OCD is a joke or excuse people use when they don't know what it feels like. And I was as guilty as anyone else to joke about "omg, my OCD" when really I wanted to say, "I'm being passive-aggressive dick to you."

What it feels like is the entire world is ending, everything you love is being tortured and killed in the most horrible way. Panic. Hell. Zombies. Wild fire. The total wrath of God is coming an only you know about it. Everything is your fault, everything is up to you - and all you have to do is this one thing.

Again.

Again.

Again.

Again.

See, when you do the thing your OCD is telling you, you are overwhelmed with the most perfect peace and calm and love and joy and everything fuzzy and warm like you have never felt before. It is better than orgasm. It is your best friend, biggest love all wrapped up in your favorite food during the most perfect day.

Then it starts again. Everything horrible until you do this thing. So you do it, again.

OCD impacts your life in a super-negative way. You can't function. I couldn't function for 8 whole hours. I could eat, I couldn't sleep, I couldn't pee. I had to save the world.

To be honest, I probably had slight OCD tendencies before Babesiosis - I am a compulsive lip bitter but other than cut and bleeding lips and an inability to actually stop - it doesn't prevent me from doing anything.

I am super lucky, there.

The thought-process connection is there, but, it doesn't stop me from doing anything - including drinking salt rimmed cocktails. OCD is debilitating. Lip biting is just weird.

Babesiosis has left this imprint on my brain so for a whole year, I had to wash my hands obsessively.

I didn't feel unclean - I actually eat food off the floor and do all sorts of stuff the movies say people with OCD can't do.

I had what felt like anxiety gloves. Fuzzy, invisible gloves I had to wash off.

I washed them when I was sad. When I was happy. When I was anxious. Sometimes I would touch something wrong during the whole ritual and have to start over. A session could last about an hour. And sometimes I would have to do them over again even if I did it perfectly because it didn't feel right.

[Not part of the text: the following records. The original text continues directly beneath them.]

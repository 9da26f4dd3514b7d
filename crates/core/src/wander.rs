use crate::command::Command;
use crate::dispatcher::Dispatcher;
use crate::events::EventBus;
use rand::Rng;
use rand::seq::SliceRandom;
use std::sync::{Arc, Mutex};
use std::time::Duration;
use tokio::sync::watch;
use tokio::task::JoinHandle;

/// Movement bands for the autonomous loop. Defaults follow the original
/// controller: slow rolls, very dim colors, the occasional gentle spin.
#[derive(Debug, Clone)]
pub struct WanderConfig {
    pub speed_range: (u16, u16),
    pub color_max: u16,
    pub roll_secs: (f32, f32),
    pub pause_extra_secs: (f32, f32),
    pub color_chance: f64,
    pub spin_chance: f64,
    pub spin_degrees: Vec<u16>,
    pub spin_secs: (f32, f32),
}

impl Default for WanderConfig {
    fn default() -> Self {
        Self {
            speed_range: (10, 40),
            color_max: 40,
            roll_secs: (0.5, 1.5),
            pause_extra_secs: (1.0, 2.0),
            color_chance: 0.4,
            spin_chance: 0.2,
            spin_degrees: vec![45, 90, 180],
            spin_secs: (2.0, 3.5),
        }
    }
}

/// One tick's worth of pre-drawn random values. Drawn in a block so the
/// thread-local RNG is never held across an await point.
struct Tick {
    color: Option<Command>,
    roll: Command,
    pause: Duration,
    spin: Option<Command>,
}

impl Tick {
    fn draw(config: &WanderConfig) -> Self {
        let mut rng = rand::thread_rng();
        let color = rng.gen_bool(config.color_chance).then(|| Command::SetColor {
            r: rng.gen_range(0..=config.color_max),
            g: rng.gen_range(0..=config.color_max),
            b: rng.gen_range(0..=config.color_max),
        });
        let duration = rng.gen_range(config.roll_secs.0..=config.roll_secs.1);
        let roll = Command::Roll {
            heading: rng.gen_range(0..360),
            speed: rng.gen_range(config.speed_range.0..=config.speed_range.1),
            duration,
        };
        let pause = Duration::from_secs_f32(
            duration + rng.gen_range(config.pause_extra_secs.0..=config.pause_extra_secs.1),
        );
        let spin = rng.gen_bool(config.spin_chance).then(|| Command::Spin {
            degrees: *config.spin_degrees.choose(&mut rng).unwrap_or(&90),
            duration: rng.gen_range(config.spin_secs.0..=config.spin_secs.1),
        });
        Self {
            color,
            roll,
            pause,
            spin,
        }
    }
}

struct Running {
    stop: watch::Sender<bool>,
    handle: JoinHandle<()>,
}

/// Cancellable background producer of random movement. At most one loop runs
/// at a time; starting while running is a no-op, and stop is cooperative,
/// checked between ticks and after each dispatcher call.
pub struct RandomMover {
    dispatcher: Arc<Dispatcher>,
    events: EventBus,
    config: WanderConfig,
    inner: Mutex<Option<Running>>,
}

impl RandomMover {
    pub fn new(dispatcher: Arc<Dispatcher>, events: EventBus, config: WanderConfig) -> Arc<Self> {
        Arc::new(Self {
            dispatcher,
            events,
            config,
            inner: Mutex::new(None),
        })
    }

    pub fn is_active(&self) -> bool {
        self.inner
            .lock()
            .expect("wander lock poisoned")
            .as_ref()
            .is_some_and(|r| !r.handle.is_finished())
    }

    /// Starts the loop. Returns `false` when a loop is already running, in
    /// which case nothing changes.
    pub fn start(self: &Arc<Self>) -> bool {
        let mut inner = self.inner.lock().expect("wander lock poisoned");
        if inner.as_ref().is_some_and(|r| !r.handle.is_finished()) {
            tracing::debug!("random movement already running, start is a no-op");
            return false;
        }

        let (stop, stop_rx) = watch::channel(false);
        let mover = self.clone();
        let handle = tokio::spawn(async move {
            mover.run(stop_rx).await;
        });
        *inner = Some(Running { stop, handle });
        drop(inner);

        self.events.random_movement(true);
        self.events.status("Random movement started");
        true
    }

    /// Signals the loop and waits for it to finish. After this returns, the
    /// loop submits nothing further; an in-flight dispatcher call completes
    /// or times out naturally. Finally rolls the toy to a halt, best effort.
    pub async fn stop(&self) {
        let running = self.inner.lock().expect("wander lock poisoned").take();
        let Some(running) = running else {
            return;
        };
        let _ = running.stop.send(true);
        let _ = running.handle.await;

        let _ = self
            .dispatcher
            .submit(Command::Roll {
                heading: 0,
                speed: 0,
                duration: 0.1,
            })
            .await;
    }

    /// Submits one command and reports whether the loop should keep going.
    /// A transient failure (device timeout, device error) is logged and the
    /// loop carries on next tick; losing the connection or the queue
    /// terminates it.
    async fn submit_keep_going(&self, command: Command) -> bool {
        use crate::error::CommandError;
        match self.dispatcher.submit(command).await {
            Ok(message) => {
                tracing::debug!("random movement: {message}");
                true
            }
            Err(e @ (CommandError::NotConnected | CommandError::QueueClosed)) => {
                tracing::warn!("random movement stopping: {e}");
                false
            }
            Err(e) => {
                tracing::warn!("random movement command failed, will retry next tick: {e}");
                true
            }
        }
    }

    async fn run(&self, mut stop: watch::Receiver<bool>) {
        tracing::info!("random movement loop started");
        loop {
            if *stop.borrow() {
                break;
            }
            let tick = Tick::draw(&self.config);

            if let Some(color) = tick.color {
                if !self.submit_keep_going(color).await {
                    break;
                }
            }
            if *stop.borrow() {
                break;
            }

            if !self.submit_keep_going(tick.roll).await {
                break;
            }

            tokio::select! {
                _ = stop.changed() => break,
                _ = tokio::time::sleep(tick.pause) => {}
            }

            if let Some(spin) = tick.spin {
                if *stop.borrow() {
                    break;
                }
                let wait = spin.duration() + Duration::from_secs(1);
                if !self.submit_keep_going(spin).await {
                    break;
                }
                tokio::select! {
                    _ = stop.changed() => break,
                    _ = tokio::time::sleep(wait) => {}
                }
            }
        }

        tracing::info!("random movement loop finished");
        self.events.random_movement(false);
        self.events.status("Random movement stopped");
    }
}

Babes also attacked my bladder - possibly the Bart, as well. I would feel like I had to pee bad. When I go to the bathroom, I couldn't pee. And I couldn't empty my bladder when I did start peeing. Babes leads to an increased risk of bladder cancer.

I really enjoy peeing now, that's for sure.

Returning to Dr. Walker
At some point, I got the flu when I was being actively treated for Babesiosis. I went to my family doctor, Dr. Walker for a Z-pack. I would have gone to Burke, but, waiting times to see him were 10+ hours for an appointment.

People were just so very sick and he needed to take his time with them. It was the same when I would show up - he never rushed anyone. He read everything, he questioned everything.

Since I was in treatment, I told Dr. Walker what drugs I was on because I didn't need her to give me something that I couldn't take because of some bad interaction. My mother said not to breathe a word of my treatment - because Dr. Burke could lose his licenses or worse if Walker got too concerned.

But, I had to tell her. What was she going to do? She certainly didn't care enough to listen to me before, why would now be some revelation of rescue?

She looked them up and questioned why I was on these drugs. After all - as a patient, it is also my fault if a doctor doesn't do what another doctor would do. Like, I should know better. I have been accused of many things - "knowing better" has never been one of them.

She had heard of Babesiosis, which I found odd. I was assuming she knew nothing of it - so that was a nice surprise. Then she said, "Oh, you have been traveling?"

"No. I've been very sick with Lyme."

"Oh, everyone gets Lyme these days," she dismissed the sum total of my critical illness, my struggle, my fears, my pain - the sum told of half my life. In fact, she didn't even remember how she tested me and said I didn't have it. Maybe she thought I picked it up after I left her office in 1998.

Then she said: "But you can't have Babesiosis, it only exists on Block Island."

If I could feel crushed - I think I would have. But Lyme had already stolen my voice.